Low-carb diets are notoriously known to lower HRV. Even if your HbA1C levels are in the normal range. So why isn't your HRV increasing? Know what increases it? Removal of chronic cortisol. The easiest way to achieve this is by eating carbohydrates to stop constant gluconeogenesis from protein and fat. But be aware that jumping straight from low-carb into high-carb has its own set of risks and should be done very gradually (use a CGM if you can). An art form in itself. Dry fasting helps speed these transitions drastically, and it's why the scorch protocol uses dry fasting in between periods of dietary ketosis and high-carb regeneration.
“studies have shown that vagal activity, as indexed by heart-rate variability (HRV), is inversely related to diabetes and that low HRV is a predictor of T2DM.” The Vagal Nerve, Inflammation, and Diabetes—A Holy Triangle - PMC
Why does this matter? Higher HRV predicts how well your body can handle stress. Dry Fasting spikes your HRV levels drastically. Not eating before bed helps a lot, not drinking alcohol, lowering your stress, etc. But the quickest, most powerful HRV spike comes from dry fasting and you get instant results. Don’t believe me? Try it next time you fast. Monitor your nighttime HRV levels with a fitness tracker wearable.
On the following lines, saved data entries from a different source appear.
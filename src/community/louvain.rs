//! Louvain modularity optimisation.
//!
//! Alternates two phases until a level produces no move:
//! local moves (each node joins the neighboring community with the best
//! modularity gain, nodes visited in a seeded random order) and
//! aggregation (each community collapses into one weighted node).

use std::collections::HashMap;

use rand::rngs::StdRng;
use rand::seq::SliceRandom;
use rand::SeedableRng;

use crate::community::CommunityStrategy;
use crate::graph::CoauthorGraph;

/// Minimum gain for a move to count, guards against float noise
const MIN_GAIN: f64 = 1e-12;

pub struct Louvain {
    seed: u64,
    resolution: f64,
    max_sweeps: usize,
}

impl Louvain {
    pub fn new(seed: u64, resolution: f64, max_sweeps: usize) -> Self {
        Self {
            seed,
            resolution,
            max_sweeps: max_sweeps.max(1),
        }
    }
}

/// Weighted graph of one aggregation level
struct Level {
    /// Neighbor lists without self-loops
    links: Vec<Vec<(usize, f64)>>,
    /// Self-loop weight per node (internal weight of merged communities)
    loops: Vec<f64>,
}

impl Level {
    fn from_graph(graph: &CoauthorGraph) -> Self {
        let links = (0..graph.node_count())
            .map(|node| {
                graph
                    .incident_weights(node)
                    .map(|(n, w)| (n as usize, w))
                    .collect()
            })
            .collect();

        Self {
            links,
            loops: vec![0.0; graph.node_count()],
        }
    }

    fn len(&self) -> usize {
        self.links.len()
    }

    /// Weighted degree; a self-loop contributes twice
    fn strength(&self, node: usize) -> f64 {
        self.links[node].iter().map(|&(_, w)| w).sum::<f64>() + 2.0 * self.loops[node]
    }

    /// Collapse nodes sharing a community label into single nodes
    fn aggregate(&self, labels: &[usize], count: usize) -> Self {
        let mut loops = vec![0.0; count];
        let mut merged: Vec<HashMap<usize, f64>> = vec![HashMap::new(); count];

        for node in 0..self.len() {
            let c = labels[node];
            loops[c] += self.loops[node];
            for &(neighbor, w) in &self.links[node] {
                let d = labels[neighbor];
                if c == d {
                    // Seen from both endpoints
                    loops[c] += w / 2.0;
                } else {
                    *merged[c].entry(d).or_insert(0.0) += w;
                }
            }
        }

        let links = merged
            .into_iter()
            .map(|row| {
                let mut row: Vec<(usize, f64)> = row.into_iter().collect();
                row.sort_unstable_by_key(|&(n, _)| n);
                row
            })
            .collect();

        Self { links, loops }
    }
}

impl Louvain {
    /// One local-moving phase; returns per-node labels numbered 0.. and
    /// whether any node changed community
    fn move_nodes(&self, level: &Level, rng: &mut StdRng) -> (Vec<usize>, bool) {
        let n = level.len();
        let strength: Vec<f64> = (0..n).map(|node| level.strength(node)).collect();
        let two_m: f64 = strength.iter().sum();

        let mut community: Vec<usize> = (0..n).collect();
        let mut totals = strength.clone();
        let mut moved_any = false;

        if two_m == 0.0 {
            return (community, false);
        }

        let mut order: Vec<usize> = (0..n).collect();

        for _ in 0..self.max_sweeps {
            order.shuffle(rng);
            let mut moved = false;

            for &node in &order {
                let current = community[node];
                let k = strength[node];

                // Weight from this node into each neighboring community
                let mut weights: HashMap<usize, f64> = HashMap::new();
                for &(neighbor, w) in &level.links[node] {
                    *weights.entry(community[neighbor]).or_insert(0.0) += w;
                }

                totals[current] -= k;

                let gain = |c: usize, w_in: f64| w_in - self.resolution * totals[c] * k / two_m;

                let mut best = current;
                let mut best_gain = gain(current, weights.get(&current).copied().unwrap_or(0.0));

                let mut candidates: Vec<(usize, f64)> = weights.into_iter().collect();
                candidates.sort_unstable_by_key(|&(c, _)| c);
                for (c, w_in) in candidates {
                    let g = gain(c, w_in);
                    if g > best_gain + MIN_GAIN {
                        best = c;
                        best_gain = g;
                    }
                }

                totals[best] += k;
                if best != current {
                    community[node] = best;
                    moved = true;
                    moved_any = true;
                }
            }

            if !moved {
                break;
            }
        }

        (super::metrics::relabel(&community), moved_any)
    }
}

impl CommunityStrategy for Louvain {
    fn name(&self) -> &'static str {
        "louvain"
    }

    fn partition(&self, graph: &CoauthorGraph) -> Vec<usize> {
        let mut rng = StdRng::seed_from_u64(self.seed);
        let mut level = Level::from_graph(graph);

        // Original node -> node of the current level
        let mut membership: Vec<usize> = (0..graph.node_count()).collect();

        loop {
            let (labels, moved) = self.move_nodes(&level, &mut rng);
            if !moved {
                break;
            }

            let count = labels.iter().max().map_or(0, |&max| max + 1);
            // Moves that only permuted singletons leave nothing to aggregate
            if count == level.len() {
                break;
            }
            for slot in membership.iter_mut() {
                *slot = labels[*slot];
            }

            log::debug!("Louvain level collapsed {} nodes into {}", level.len(), count);
            level = level.aggregate(&labels, count);
        }

        membership
    }
}
impl PredictiveModelEnsemble {
    pub fn new(config: PredictionConfig) -> Self {
        Self { config }
    }

    /// Predict total citations from the remaining fused features
    pub fn predict_citations(&self, rows: &[AuthorFeatureVector]) -> Result<PredictionReport> {
        let split = train_test_split(rows.len(), self.config.test_fraction, self.config.seed)?;

        let x = feature_matrix(rows, &Feature::PREDICTORS);
        let y = citation_targets(rows);

        let (scaler, x_train) = ScalerParams::fit_transform(&x.select(Axis(0), &split.train));
        let x_test = scaler.transform(&x.select(Axis(0), &split.test));
        let y_train: Vec<f64> = split.train.iter().map(|&i| y[i]).collect();
        let y_test: Vec<f64> = split.test.iter().map(|&i| y[i]).collect();

        let models: Vec<ModelKind> = self.config.models.iter().copied().unique().collect();
        if models.is_empty() {
            return Err(AnalysisError::Training {
                model: "ensemble".into(),
                message: "no models configured".into(),
            });
        }

        log::info!(
            "Training {} models on {} authors ({} held out)",
            models.len(),
            split.train.len(),
            split.test.len()
        );

        let n_features = Feature::PREDICTORS.len();
        let outcomes: Vec<(ModelKind, Result<ModelResult>)> = models
            .par_iter()
            .map(|&kind| {
                let outcome = TrainedModel::train(kind, &x_train, &y_train, &self.config).map(|model| {
                    log::debug!("{} fitted with {}", kind, model.describe());
                    let predictions = model.predict(&x_test);
                    ModelResult {
                        model: kind,
                        r2_score: evaluation::r2_score(&y_test, &predictions),
                        rmse: evaluation::rmse(&y_test, &predictions),
                        mae: evaluation::mae(&y_test, &predictions),
                        feature_importance: model.feature_importances(),
                        predictions,
                    }
                });
                (kind, outcome)
            })
            .collect();

        let mut results = Vec::new();
        let mut failures = Vec::new();
        for (kind, outcome) in outcomes {
            match outcome {
                Ok(result) => {
                    log::info!(
                        "{}: R^2 = {:.4}, RMSE = {:.2}",
                        kind,
                        result.r2_score,
                        result.rmse
                    );
                    results.push(result);
                }
                Err(AnalysisError::LibraryUnavailable(what)) => {
                    log::warn!("Skipping {}: {} is not available in this build", kind, what);
                    failures.push(ModelFailure {
                        model: kind,
                        reason: AnalysisError::LibraryUnavailable(what).to_string(),
                    });
                }
                Err(err) => {
                    log::error!("Training {} failed: {}", kind, err);
                    failures.push(ModelFailure {
                        model: kind,
                        reason: err.to_string(),
                    });
                }
            }
        }

        let best = select_best(&results).ok_or_else(|| AnalysisError::Training {
            model: "ensemble".into(),
            message: format!("all {} models failed", failures.len()),
        })?;

        let feature_names: Vec<String> = Feature::PREDICTORS.iter().map(|f| f.name().to_string()).collect();
        let importances = best
            .feature_importance
            .clone()
            .unwrap_or_else(|| vec![0.0; n_features]);
        let feature_importance = rank_importances(&feature_names, &importances);

        log::info!("Best model: {} (R^2 = {:.4})", best.model, best.r2_score);

        Ok(PredictionReport {
            best_model: best.model,
            feature_names,
            feature_importance,
            test_authors: split.test.iter().map(|&i| rows[i].author_id.clone()).collect(),
            actual: y_test,
            failures,
            train_size: split.train.len(),
            scaler,
            results,
        })
    }
}

/// Highest R^2; the first model in configured order wins ties
pub fn select_best(results: &[ModelResult]) -> Option<&ModelResult> {
    results.iter().fold(None, |best: Option<&ModelResult>, candidate| match best {
        Some(current) if current.r2_score >= candidate.r2_score => Some(current),
        _ => Some(candidate),
    })
}

fn rank_importances(names: &[String], values: &[f64]) -> Vec<FeatureImportance> {
    names
        .iter()
        .zip(values)
        .map(|(feature, &importance)| FeatureImportance {
            feature: feature.clone(),
            importance,
        })
        .sorted_by(|a, b| b.importance.total_cmp(&a.importance))
        .collect()
}
//! Error types for the analysis pipeline

use thiserror::Error;

/// Failures raised by the analysis stages
#[derive(Error, Debug)]
pub enum AnalysisError {
    /// Malformed or insufficient records for the requested operation
    #[error("Data shape error: {0}")]
    DataShape(String),

    /// An iterative algorithm hit its iteration cap
    #[error("{algorithm} failed to converge within {iterations} iterations")]
    Convergence { algorithm: &'static str, iterations: usize },

    /// An optional capability was not compiled in
    #[error("{0} is not available in this build")]
    LibraryUnavailable(&'static str),

    /// The co-authorship graph has no edges
    #[error("Co-authorship graph is empty: no publication has two or more authors")]
    EmptyGraph,

    /// Model training failed for a reason other than shape
    #[error("Training {model} failed: {message}")]
    Training { model: String, message: String },

    #[error("Clustering error: {0}")]
    Clustering(String),

    #[error("IO error: {0}")]
    Io(#[from] std::io::Error),

    #[error("JSON error: {0}")]
    Json(#[from] serde_json::Error),
}

pub type Result<T> = std::result::Result<T, AnalysisError>;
This indicates that it plays a big role in stimulating the vagus nerve and promoting its healing. Now, it’s not the end-all-be-all of vagus nerve healing. It sparks the fire, but you need to nurture and improve upon it by mastering the refeeding period.
With fasting, we attempt to fix our issues through a few mechanisms. Lowering sugar levels, giving the cells and pancreas a break, recycling cellular components that are faulty, stimulating stem cell regeneration, improving HRV while stimulating the vagus nerve.
Controlling glucose through diets like keto and carnivore is why so many people feel better on them than on their previous diet. If you have insulin-resistance-type of downstream damage, of course fixing it through glucose management is a critical first step. But what happens after? If you keep at a zero-carb diet, you cause chronic stress, but also insulin SUPPRESSION. If you don’t use it, you lose it! My own experiments and observations track perfectly well with this. They’re based on tracking my HRV and correlate fiercely with COVID-induced diabetes. Do all illnesses correlate to insulin resistance? We know that catching a cold or illness almost always increases blood sugar levels, so an prolonged, extreme sickness can very easily push you into diabetic levels of insulin resistance.
- Fat adaptation forces insulin resistance
- If you quit a fast, which is varying levels of fat adaptation, you need to keep insulin resistance in mind. This is why it's crucial to refeed slowly and not spike blood sugar like crazy. Think grazing vs big meals at first.
- It’s why I talk about Berberine and Ivermectin, Psilocybin, and timed breathwork and exercise.
How does fasting help with diabetes?
- Diabetes is inherently connected to nervous system dysregulation
- Stimulating vagus nerve shows better glucose uptake by cells
- Ergo, vagus nerve dysfunction is linked to diabetes – is our diabetes epidemic because of a perfect storm of stress and diet?
- Fasting is a powerful reset to the vagus nerve and central nervous system. It lights the flame, but you must nurture it
- Inflammation and diabetes is an important link. Harness the power of fasting to lower inflammation, and build on that process upon the exit. Remove seed oils. Stop snacking between meals. Strategically lower inflammation especially during feeding windows and sleep.
- Free fatty acids inhibit glucose uptake, which forces insulin to be created to deal with rising glucose levels and starts a vicious cycle. Why low-carb diets make sense, but don’t fix root issues, only downstream issues. But when lost and confused, starting low-carb is your fastest medicine.